Your assignment:
Only an exact copy of every record counts as an answer.

Stored items:
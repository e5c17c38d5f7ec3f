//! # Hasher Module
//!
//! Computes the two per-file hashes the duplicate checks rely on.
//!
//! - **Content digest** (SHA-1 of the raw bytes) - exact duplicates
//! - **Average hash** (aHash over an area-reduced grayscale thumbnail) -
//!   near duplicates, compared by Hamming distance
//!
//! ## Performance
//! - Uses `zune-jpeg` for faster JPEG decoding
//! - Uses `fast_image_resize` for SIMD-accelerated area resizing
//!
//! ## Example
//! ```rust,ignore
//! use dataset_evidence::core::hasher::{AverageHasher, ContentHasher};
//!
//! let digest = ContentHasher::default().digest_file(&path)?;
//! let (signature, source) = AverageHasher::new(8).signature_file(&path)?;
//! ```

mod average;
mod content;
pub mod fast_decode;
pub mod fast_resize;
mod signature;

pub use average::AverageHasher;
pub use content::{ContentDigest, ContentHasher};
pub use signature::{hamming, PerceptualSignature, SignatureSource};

Exercise response:
repository e5c17c38d5f7ec3f
//! # Hasher Module
//!
//! Computes the two per-file hashes the duplicate checks rely on.
//!
//! - **Content digest** (SHA-1 of the raw bytes) - exact duplicates
//! - **Average hash** (aHash over an area-reduced grayscale thumbnail) -
//!   near duplicates, compared by Hamming distance
//!
//! ## Performance
//! - Uses `zune-jpeg` for faster JPEG decoding
//! - Uses `fast_image_resize` for SIMD-accelerated area resizing
//!
//! ## Example
//! ```rust,ignore
//! use dataset_evidence::core::hasher::{AverageHasher, ContentHasher};
//!
//! let digest = ContentHasher::default().digest_file(&path)?;
//! let (signature, source) = AverageHasher::new(8).signature_file(&path)?;
//! ```

mod average;
mod content;
pub mod fast_decode;
pub mod fast_resize;
mod signature;

pub use average::AverageHasher;
pub use content::{ContentDigest, ContentHasher};
pub use signature::{hamming, PerceptualSignature, SignatureSource};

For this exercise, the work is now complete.